5. My problem with “All complex behaviors are 100% genetic and 100% environmental” is that it trivializes what are some very important questions about human development and the intergenerational reproduction of behavior. Does one think that differences in behavior between persons are 100% genetic? Eep, then: what about differences in behavior between groups? There’s a large educational gradient in voting, is that 100% genetic? Is it genetic at all? Or is the claim just that everybody who votes has a human genome and is not, say, a dog?
I mean, I believe very strongly that all genetic causation of behavioral outcomes occurs within socially and historically contingent fields. Indeed, I think greater appreciation of that would be one of the best contributions that sociology could make to behavioral genetics. But there actually is much at stake in the question of how much and how exactly genetic variation in a population is causally related to outcomes like educational attainment or voting.
6. One variety of sociological complaint goes that social reality is incredibly complicated and that “biological” explanations are “simplistic.” And yet, sometimes the same people who make this argument also make arguments about “social” causes that are very simple. Indeed, there is a whole line of sociological argument that contends that reality is quite simple and that “biology” distracts us from that fact. For example, check out Troy Duster’s discussion of alcoholism on page 3 of his ASA Presidential Address.
7. Sociologists often have a dual consciousness where, if pressed, they acknowledge that the influence of genetic variation in some outcome is “nonzero,” but otherwise they will talk about the cause of the outcome in every way as though the influence of genetic variation is, in fact, zero.
This is most irksome with respect to methodology. There are entire literatures in sociology predicated on premises like, if the number of books in the parents’ house is associated with the academic performance of children, then that’s all you need to draw vast conclusions about environmental causality. Sure, the conclusions could well be true, but anybody who thinks that sort of evidence suffices is either a zero/nonzero dualist or a causal inference pushover. Don’t pretend otherwise.
8. What does it mean to be anti-science? Does it mean to wish ultimately that inquiry would not proceed on a given topic, or to cheer for work on a topic to be so mired by complexity as to fail to make any progress? If so, then, yes, I do think there is a portion of sociological commentary on the integration of genetics into social science that is anti-science.
Or, maybe it’s better to say that some sociologists are pro-mystery.
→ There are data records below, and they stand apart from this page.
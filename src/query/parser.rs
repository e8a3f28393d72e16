//! JSON query parser
//!
//! Turns a JSON request body into a [`QueryDescription`]. Object key order
//! is preserved (serde_json is built with `preserve_order`), so condition
//! entries evaluate in the order they were written.
//!
//! Unset or empty parts default to empty values. `order`, `offset`, `group`
//! and `joins` are accepted and ignored.

use serde_json::Value;

use super::ast::{CompareOp, Condition, ConditionTree, ConditionValue, QueryDescription};
use super::errors::{QueryError, QueryResult};

impl QueryDescription {
    /// Parses a query description from a JSON object
    pub fn from_json(value: &Value) -> QueryResult<Self> {
        let obj = value.as_object().ok_or(QueryError::NotAnObject)?;

        let fields = match obj.get("fields") {
            None | Some(Value::Null) => Vec::new(),
            Some(v) => parse_fields(v)?,
        };

        let conditions = match obj.get("conditions") {
            None => ConditionTree::new(),
            Some(v) => ConditionTree::from_json(v)?,
        };

        let page = obj.get("page").and_then(parse_window_value);
        let limit = obj.get("limit").and_then(parse_window_value);

        let count_only = match (obj.get("count"), obj.get("type")) {
            (Some(Value::Null), Some(kind)) | (None, Some(kind)) => kind.as_str() == Some("count"),
            (Some(flag), _) => is_truthy(flag),
            (None, None) => false,
        };

        Ok(QueryDescription {
            fields,
            conditions,
            page,
            limit,
            count_only,
        })
    }
}

impl ConditionTree {
    /// Parses a condition tree from a JSON object.
    ///
    /// `null`, an empty object and an empty array all mean "no conditions".
    pub fn from_json(value: &Value) -> QueryResult<Self> {
        match value {
            Value::Null => Ok(ConditionTree::new()),
            Value::Array(items) if items.is_empty() => Ok(ConditionTree::new()),
            Value::Object(map) => {
                let mut tree = ConditionTree::new();
                for (key, value) in map {
                    tree.push(parse_entry(key, value)?);
                }
                Ok(tree)
            }
            other => Err(QueryError::InvalidConditions(json_type_name(other).to_string())),
        }
    }
}

fn parse_fields(value: &Value) -> QueryResult<Vec<String>> {
    match value {
        Value::String(s) => Ok(vec![s.clone()]),
        Value::Array(items) => items
            .iter()
            .map(|item| {
                item.as_str()
                    .map(str::to_string)
                    .ok_or(QueryError::InvalidFields)
            })
            .collect(),
        _ => Err(QueryError::InvalidFields),
    }
}

/// Non-positive values normalize to unset.
/// A positive whole number, given as a JSON number or a numeric string.
/// Anything else leaves the value unset.
fn parse_window_value(value: &Value) -> Option<u64> {
    let n = match value {
        Value::Number(n) => n.as_f64()?,
        Value::String(s) => s.trim().parse::<f64>().ok()?,
        _ => return None,
    };

    if n >= 1.0 && n.fract() == 0.0 && n <= u64::MAX as f64 {
        Some(n as u64)
    } else {
        None
    }
}

/// `0`, `""`, `"0"`, `false`, `null` and empty arrays or objects are false
fn is_truthy(value: &Value) -> bool {
    match value {
        Value::Null => false,
        Value::Bool(b) => *b,
        Value::Number(n) => n.as_f64().map_or(false, |n| n != 0.0),
        Value::String(s) => !(s.is_empty() || s == "0"),
        Value::Array(items) => !items.is_empty(),
        Value::Object(map) => !map.is_empty(),
    }
}

fn parse_entry(key: &str, value: &Value) -> QueryResult<Condition> {
    if key.eq_ignore_ascii_case("or") {
        return Ok(Condition::Or(parse_group(key, value)?));
    }
    if key.eq_ignore_ascii_case("and") {
        return Ok(Condition::And(parse_group(key, value)?));
    }

    let (field, op) = split_key(key)?;
    let value = parse_value(key, value)?;
    Ok(Condition::Field { field, op, value })
}

/// A group is either an object of entries or a list of objects, each of
/// which becomes a nested conjunction.
fn parse_group(key: &str, value: &Value) -> QueryResult<ConditionTree> {
    match value {
        Value::Object(_) => ConditionTree::from_json(value),
        Value::Array(items) => {
            let mut tree = ConditionTree::new();
            for item in items {
                if !item.is_object() {
                    return Err(QueryError::InvalidGroup(key.to_string()));
                }
                tree.push(Condition::And(ConditionTree::from_json(item)?));
            }
            Ok(tree)
        }
        _ => Err(QueryError::InvalidGroup(key.to_string())),
    }
}

/// Splits `"age >="` into `("age", Gte)`. A key without a trailing
/// operator token is a plain equality on the whole key.
fn split_key(key: &str) -> QueryResult<(String, CompareOp)> {
    let key = key.trim();

    if let Some((field, token)) = key.rsplit_once(char::is_whitespace) {
        if let Some(op) = CompareOp::parse(token) {
            return Ok((field.trim_end().to_string(), op));
        }
        if token.chars().all(|c| "<>=!~".contains(c)) {
            return Err(QueryError::UnknownOperator(
                key.to_string(),
                token.to_string(),
            ));
        }
    }

    Ok((key.to_string(), CompareOp::Eq))
}

fn parse_value(key: &str, value: &Value) -> QueryResult<ConditionValue> {
    match value {
        Value::Array(items) => items
            .iter()
            .map(|item| parse_scalar(key, item))
            .collect::<QueryResult<Vec<_>>>()
            .map(ConditionValue::List),
        other => parse_scalar(key, other),
    }
}

fn parse_scalar(key: &str, value: &Value) -> QueryResult<ConditionValue> {
    match value {
        Value::Null => Ok(ConditionValue::Null),
        Value::Bool(b) => Ok(ConditionValue::Bool(*b)),
        Value::Number(n) => n
            .as_f64()
            .map(ConditionValue::Number)
            .ok_or_else(|| QueryError::InvalidValue(key.to_string())),
        Value::String(s) => Ok(ConditionValue::Text(s.clone())),
        Value::Array(_) | Value::Object(_) => Err(QueryError::InvalidValue(key.to_string())),
    }
}

fn json_type_name(value: &Value) -> &'static str {
    match value {
        Value::Null => "null",
        Value::Bool(_) => "boolean",
        Value::Number(_) => "number",
        Value::String(_) => "string",
        Value::Array(_) => "array",
        Value::Object(_) => "object",
    }
}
Set folks in a room with two buttons. Press the red button, and various issues about the underlying causes of human behavioral variation remain equally as mysterious thirty years hence as they are now. Press the green button, and all these standing puzzles about why you have substantial heritabilities for things like voting and educational attainment and the like are resolved, although nobody can control in advance exactly what the answers are (because that’s why one goes to the trouble of doing science). I don’t think one should underestimate the strength of the red button contingent in sociology.